Credit Suisse Group / UBS Group: Deal Insights


On 19-Mar-23, UBS agreed to buy and restructure its stricken smaller Swiss rival, Credit Suisse, for $3.2bn (CHF 3bn), after the country’s financial authorities intervened to ensure financial stability. Prior to the merger announcement, the embattled bank's share price had declined 75.1% in the space of 12 months, and “given recent extraordinary and unprecedented circumstances, the announced merger represents the best available outcome,” Axel Lehmann, chairman of Credit Suisse, said.
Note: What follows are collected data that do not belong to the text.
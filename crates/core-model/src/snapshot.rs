//! Serializable projections of zone state.
//!
//! These DTOs are the one shape shared by the event bus
//! (`ZoneSnapshotUpdated`), the HTTP API and the WebSocket push, so
//! observers never reach into live state.

use crate::{AnimationId, ParamId, ParamValue, RenderMode, ZoneId};
use core_color::Color;
use serde::{Deserialize, Serialize};
use std::collections::BTreeMap;

/// Mutable animation assignment on a zone: which animation and the
/// current parameter values.
#[derive(Debug, Clone, PartialEq, Serialize, Deserialize)]
pub struct AnimationState {
    pub id: AnimationId,
    #[serde(default)]
    pub parameters: BTreeMap<ParamId, ParamValue>,
}

impl AnimationState {
    pub fn new(id: AnimationId) -> Self {
        Self {
            id,
            parameters: BTreeMap::new(),
        }
    }
}

#[derive(Debug, Clone, PartialEq, Serialize, Deserialize)]
pub struct ZoneSnapshot {
    pub id: ZoneId,
    pub display_name: String,
    pub pixel_count: usize,
    pub color: Color,
    pub brightness: u8,
    pub is_on: bool,
    pub mode: RenderMode,
    pub animation: Option<AnimationState>,
}

#[cfg(test)]
mod tests {
    use super::*;

    #[test]
    fn snapshot_round_trips_through_json() {
        let mut params = BTreeMap::new();
        params.insert(ParamId::from("SPEED"), ParamValue::Int(50));
        let snap = ZoneSnapshot {
            id: ZoneId::from("FLOOR"),
            display_name: "Floor".to_string(),
            pixel_count: 42,
            color: Color::hue(180),
            brightness: 80,
            is_on: true,
            mode: RenderMode::Animation,
            animation: Some(AnimationState {
                id: AnimationId::from("BREATHE"),
                parameters: params,
            }),
        };
        let json = serde_json::to_string(&snap).unwrap();
        let back: ZoneSnapshot = serde_json::from_str(&json).unwrap();
        assert_eq!(back, snap);
    }

    #[test]
    fn mode_serializes_as_stable_string() {
        let json = serde_json::to_value(RenderMode::Animation).unwrap();
        assert_eq!(json, serde_json::json!("ANIMATION"));
    }
}
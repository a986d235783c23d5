//! Shared domain vocabulary: identifiers, render priorities, the frame
//! model consumed by the scheduler, the zone→pixel mapper, animation
//! parameter definitions, and the serializable snapshot DTOs exchanged
//! over the event bus and the API.
//!
//! Everything here is a plain value type. Construction is cheap; frames
//! are moved into queues and consumed at most once.

use serde::{Deserialize, Serialize};
use std::fmt;

pub mod frame;
pub mod mapper;
pub mod param;
pub mod snapshot;

pub use frame::{Frame, FrameError, FrameMeta, FramePayload, FrameSource, PreviewFrame,
    DEFAULT_FRAME_TTL, PREVIEW_PIXELS};
pub use mapper::{MapperError, ZoneMapper};
pub use param::{ParamDef, ParamError, ParamKind, ParamValue};
pub use snapshot::{AnimationState, ZoneSnapshot};

macro_rules! string_id {
    ($(#[$doc:meta])* $name:ident) => {
        $(#[$doc])*
        #[derive(Debug, Clone, PartialEq, Eq, Hash, PartialOrd, Ord, Serialize, Deserialize)]
        #[serde(transparent)]
        pub struct $name(String);

        impl $name {
            pub fn new(id: impl Into<String>) -> Self {
                Self(id.into())
            }

            pub fn as_str(&self) -> &str {
                &self.0
            }
        }

        impl fmt::Display for $name {
            fn fmt(&self, f: &mut fmt::Formatter<'_>) -> fmt::Result {
                f.write_str(&self.0)
            }
        }

        impl From<&str> for $name {
            fn from(s: &str) -> Self {
                Self(s.to_string())
            }
        }

        impl From<String> for $name {
            fn from(s: String) -> Self {
                Self(s)
            }
        }
    };
}

string_id!(
    /// Stable zone identifier from `zones.yaml` (e.g. `FLOOR`, `LAMP`).
    ZoneId
);
string_id!(
    /// Stable animation identifier from `animations.yaml` (e.g. `BREATHE`).
    AnimationId
);
string_id!(
    /// Stable animation parameter identifier from `parameters.yaml`
    /// (e.g. `SPEED`).
    ParamId
);

/// Render priority ladder. Higher wins; within a level the newest
/// non-expired frame is rendered.
#[derive(Debug, Clone, Copy, PartialEq, Eq, PartialOrd, Ord, Hash, Serialize, Deserialize)]
pub enum Priority {
    Idle,
    Manual,
    Animation,
    Pulse,
    Transition,
    Debug,
}

impl Priority {
    /// Ascending order; iterate `.rev()` for selection.
    pub const ALL: [Priority; 6] = [
        Priority::Idle,
        Priority::Manual,
        Priority::Animation,
        Priority::Pulse,
        Priority::Transition,
        Priority::Debug,
    ];

    pub const fn value(self) -> u8 {
        match self {
            Priority::Idle => 0,
            Priority::Manual => 10,
            Priority::Animation => 20,
            Priority::Pulse => 30,
            Priority::Transition => 40,
            Priority::Debug => 50,
        }
    }
}

/// Per-zone render mode. The string forms are the single serializer used
/// by `state.json`, the API and the config files; parsing an unknown
/// string is a validation error at the call site.
#[derive(Debug, Clone, Copy, PartialEq, Eq, Serialize, Deserialize)]
pub enum RenderMode {
    #[serde(rename = "STATIC")]
    Static,
    #[serde(rename = "ANIMATION")]
    Animation,
}

#[derive(Debug, thiserror::Error, PartialEq, Eq)]
#[error("unknown render mode `{0}` (expected STATIC or ANIMATION)")]
pub struct RenderModeParseError(pub String);

impl RenderMode {
    pub const fn as_str(self) -> &'static str {
        match self {
            RenderMode::Static => "STATIC",
            RenderMode::Animation => "ANIMATION",
        }
    }
}

impl std::str::FromStr for RenderMode {
    type Err = RenderModeParseError;

    fn from_str(s: &str) -> Result<Self, Self::Err> {
        match s {
            "STATIC" => Ok(RenderMode::Static),
            "ANIMATION" => Ok(RenderMode::Animation),
            other => Err(RenderModeParseError(other.to_string())),
        }
    }
}

impl fmt::Display for RenderMode {
    fn fmt(&self, f: &mut fmt::Formatter<'_>) -> fmt::Result {
        f.write_str(self.as_str())
    }
}

/// Byte order expected by a physical chain. Canonical RGB is remapped
/// inside the chain driver; nothing above the driver sees this.
#[derive(Debug, Clone, Copy, PartialEq, Eq, Serialize, Deserialize)]
pub enum ColorOrder {
    #[serde(rename = "RGB")]
    Rgb,
    #[serde(rename = "RBG")]
    Rbg,
    #[serde(rename = "GRB")]
    Grb,
    #[serde(rename = "GBR")]
    Gbr,
    #[serde(rename = "BRG")]
    Brg,
    #[serde(rename = "BGR")]
    Bgr,
}

impl ColorOrder {
    pub fn permute(self, rgb: core_color::Rgb) -> [u8; 3] {
        let (r, g, b) = (rgb.r(), rgb.g(), rgb.b());
        match self {
            ColorOrder::Rgb => [r, g, b],
            ColorOrder::Rbg => [r, b, g],
            ColorOrder::Grb => [g, r, b],
            ColorOrder::Gbr => [g, b, r],
            ColorOrder::Brg => [b, r, g],
            ColorOrder::Bgr => [b, g, r],
        }
    }
}

/// Immutable zone configuration, fixed at startup from `zones.yaml` +
/// `zone_mapping.yaml`. `start_index` is derived, never configured.
#[derive(Debug, Clone, PartialEq, Serialize, Deserialize)]
pub struct ZoneConfig {
    pub id: ZoneId,
    pub display_name: String,
    pub pixel_count: usize,
    pub enabled: bool,
    pub reversed: bool,
    /// Position in the declared zone order (selection cycling, snake
    /// traversal).
    pub order: usize,
    /// GPIO pin of the chain this zone lives on.
    pub gpio: u8,
    /// First absolute pixel index within the chain.
    pub start_index: usize,
}

/// Immutable animation metadata from `animations.yaml`.
#[derive(Debug, Clone, PartialEq, Serialize, Deserialize)]
pub struct AnimationConfig {
    pub id: AnimationId,
    pub display_name: String,
    pub description: String,
    /// Parameter ids this animation accepts, in edit order.
    pub parameters: Vec<ParamId>,
}

#[cfg(test)]
mod tests {
    use super::*;
    use std::str::FromStr;

    #[test]
    fn priority_ladder_is_strictly_ordered() {
        let values: Vec<u8> = Priority::ALL.iter().map(|p| p.value()).collect();
        assert_eq!(values, vec![0, 10, 20, 30, 40, 50]);
        assert!(Priority::Transition > Priority::Animation);
        assert!(Priority::Debug > Priority::Transition);
    }

    #[test]
    fn render_mode_serializer_is_bijective() {
        for mode in [RenderMode::Static, RenderMode::Animation] {
            assert_eq!(RenderMode::from_str(mode.as_str()), Ok(mode));
        }
        let err = RenderMode::from_str("static").unwrap_err();
        assert_eq!(err, RenderModeParseError("static".to_string()));
    }

    #[test]
    fn color_order_permutations() {
        let rgb = core_color::Rgb(1, 2, 3);
        assert_eq!(ColorOrder::Rgb.permute(rgb), [1, 2, 3]);
        assert_eq!(ColorOrder::Grb.permute(rgb), [2, 1, 3]);
        assert_eq!(ColorOrder::Bgr.permute(rgb), [3, 2, 1]);
    }

    #[test]
    fn ids_serialize_transparently() {
        let id = ZoneId::from("FLOOR");
        assert_eq!(serde_json::to_string(&id).unwrap(), "\"FLOOR\"");
    }
}
//! In-memory log history for the WebSocket `logs:history` push.
//!
//! A `tracing` layer that keeps the last N formatted events in a ring
//! buffer. Installed alongside the file appender in the binary.

use serde::Serialize;
use std::collections::VecDeque;
use std::fmt::Write as _;
use std::sync::{Arc, Mutex};
use tracing::field::{Field, Visit};
use tracing::{Event, Level, Subscriber};
use tracing_subscriber::layer::Context;
use tracing_subscriber::Layer;

/// Events retained for late-joining clients.
pub const LOG_HISTORY_CAP: usize = 256;

#[derive(Debug, Clone, PartialEq, Serialize)]
pub struct LogEntry {
    pub level: String,
    pub target: String,
    pub message: String,
}

#[derive(Debug, Default)]
pub struct LogHistory {
    entries: Mutex<VecDeque<LogEntry>>,
}

impl LogHistory {
    pub fn new() -> Arc<Self> {
        Arc::new(Self::default())
    }

    pub fn history(&self) -> Vec<LogEntry> {
        self.entries
            .lock()
            .expect("log history poisoned")
            .iter()
            .cloned()
            .collect()
    }

    fn push(&self, entry: LogEntry) {
        let mut entries = self.entries.lock().expect("log history poisoned");
        if entries.len() == LOG_HISTORY_CAP {
            entries.pop_front();
        }
        entries.push_back(entry);
    }
}

struct MessageVisitor {
    rendered: String,
}

impl Visit for MessageVisitor {
    fn record_debug(&mut self, field: &Field, value: &dyn std::fmt::Debug) {
        if !self.rendered.is_empty() {
            self.rendered.push(' ');
        }
        if field.name() == "message" {
            let _ = write!(self.rendered, "{value:?}");
        } else {
            let _ = write!(self.rendered, "{}={value:?}", field.name());
        }
    }
}

/// Layer wrapper so the `Arc` stays shareable with the API state.
pub struct LogHistoryLayer {
    history: Arc<LogHistory>,
}

impl LogHistoryLayer {
    pub fn new(history: Arc<LogHistory>) -> Self {
        Self { history }
    }
}

impl<S: Subscriber> Layer<S> for LogHistoryLayer {
    fn on_event(&self, event: &Event<'_>, _ctx: Context<'_, S>) {
        // keep the ring at INFO and above; DEBUG/TRACE stay file-only
        if *event.metadata().level() > Level::INFO {
            return;
        }
        let mut visitor = MessageVisitor {
            rendered: String::new(),
        };
        event.record(&mut visitor);
        self.history.push(LogEntry {
            level: event.metadata().level().to_string(),
            target: event.metadata().target().to_string(),
            message: visitor.rendered,
        });
    }
}
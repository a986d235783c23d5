//! WebSocket push channel.
//!
//! On connect the server pushes the full zone snapshot set, the task
//! list and the log history; afterwards every zone mutation arrives as
//! a single-zone snapshot. Clients may request task and log refreshes.

use crate::ApiState;
use axum::extract::ws::{Message, WebSocket};
use axum::extract::{State, WebSocketUpgrade};
use axum::response::Response;
use core_events::{Event, EventKind};
use core_model::ZoneSnapshot;
use serde::Serialize;
use serde_json::json;
use tokio::sync::broadcast;
use tracing::{debug, trace, warn};

/// Broadcast queue depth; slow clients drop intermediate snapshots.
pub const PUSH_BUFFER: usize = 64;

#[derive(Debug, Clone, Serialize)]
#[serde(tag = "type", content = "data")]
pub enum PushMessage {
    #[serde(rename = "zones:snapshot")]
    ZonesSnapshot(Vec<ZoneSnapshot>),
    #[serde(rename = "zone:snapshot")]
    ZoneSnapshot(ZoneSnapshot),
    #[serde(rename = "tasks:all")]
    TasksAll(Vec<core_events::TaskInfo>),
    #[serde(rename = "tasks:active")]
    TasksActive(Vec<core_events::TaskInfo>),
    #[serde(rename = "tasks:stats")]
    TasksStats(core_events::TaskStats),
    #[serde(rename = "logs:history")]
    LogsHistory(Vec<crate::LogEntry>),
}

/// Bridge bus snapshots into the broadcast channel. Registered once at
/// startup.
pub fn spawn_snapshot_broadcaster(state: &ApiState) {
    let tx = state.push_tx.clone();
    state.services.bus.subscribe(
        "ws_snapshot_broadcast",
        EventKind::ZoneSnapshotUpdated,
        0,
        move |event| {
            if let Event::ZoneSnapshotUpdated { snapshot } = event {
                // no receivers is fine; send only fails when idle
                let _ = tx.send(PushMessage::ZoneSnapshot(snapshot.clone()));
            }
            Ok(())
        },
    );
}

pub async fn ws_upgrade(State(state): State<ApiState>, upgrade: WebSocketUpgrade) -> Response {
    upgrade.on_upgrade(move |socket| client_loop(socket, state))
}

async fn client_loop(mut socket: WebSocket, state: ApiState) {
    debug!(target: "api.ws", "client_connected");
    let hello = [
        PushMessage::ZonesSnapshot(state.services.zones.snapshots()),
        PushMessage::TasksAll(state.services.tasks.all()),
        PushMessage::LogsHistory(state.logs.history()),
    ];
    for message in hello {
        if send(&mut socket, &message).await.is_err() {
            return;
        }
    }

    let mut push_rx = state.push_tx.subscribe();
    loop {
        tokio::select! {
            pushed = push_rx.recv() => match pushed {
                Ok(message) => {
                    if send(&mut socket, &message).await.is_err() {
                        break;
                    }
                }
                Err(broadcast::error::RecvError::Lagged(skipped)) => {
                    trace!(target: "api.ws", skipped, "client_lagged");
                }
                Err(broadcast::error::RecvError::Closed) => break,
            },
            incoming = socket.recv() => match incoming {
                Some(Ok(Message::Text(text))) => {
                    if let Some(reply) = handle_request(&state, &text) {
                        if send(&mut socket, &reply).await.is_err() {
                            break;
                        }
                    }
                }
                Some(Ok(Message::Close(_))) | None => break,
                Some(Ok(_)) => {}
                Some(Err(e)) => {
                    warn!(target: "api.ws", error = %e, "client_error");
                    break;
                }
            },
        }
    }
    debug!(target: "api.ws", "client_disconnected");
}

fn handle_request(state: &ApiState, text: &str) -> Option<PushMessage> {
    let parsed: serde_json::Value = serde_json::from_str(text).ok()?;
    match parsed.get("type").and_then(|t| t.as_str())? {
        "task_get_all" => Some(PushMessage::TasksAll(state.services.tasks.all())),
        "task_get_active" => Some(PushMessage::TasksActive(state.services.tasks.active())),
        "task_get_stats" => Some(PushMessage::TasksStats(state.services.tasks.stats())),
        "logs_request_history" => Some(PushMessage::LogsHistory(state.logs.history())),
        other => {
            trace!(target: "api.ws", request = other, "unknown_client_request");
            None
        }
    }
}

async fn send(socket: &mut WebSocket, message: &PushMessage) -> Result<(), axum::Error> {
    let text = serde_json::to_string(message).unwrap_or_else(|_| {
        json!({"type": "error", "data": "encode failed"}).to_string()
    });
    socket.send(Message::Text(text.into())).await
}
The Swiss Federal Department of Finance, the Swiss National Bank (SNB) and the Swiss Financial Market Supervisory Authority (FINMA) said they told Credit Suisse and UBS to enter into a merger agreement to “ensure stability for the bank’s customers and for the financial center.” Switzerland's central bank said it will grant liquidity lines to the banks of up to CHF 100bn, backed by a default guarantee, under the deal, while the Swiss government will provide more than $9bn to cover potential losses that UBS might incur due to the merger. The emergency ordinance, enacted by the Swiss Federal Council, was designed to ensure the liquidity of Credit Suisse until the takeover completes. Additionally, FINMA informed Credit Suisse that its additional Tier 1 capital of CHF 16bn will be completely written off. Within hours of the announcement, global central bankers, including the US Federal Reserve and the SNB announced an expanded dollar swap line, an international lending operation to provide “an important liquidity backstop to ease strains in global funding markets.” ...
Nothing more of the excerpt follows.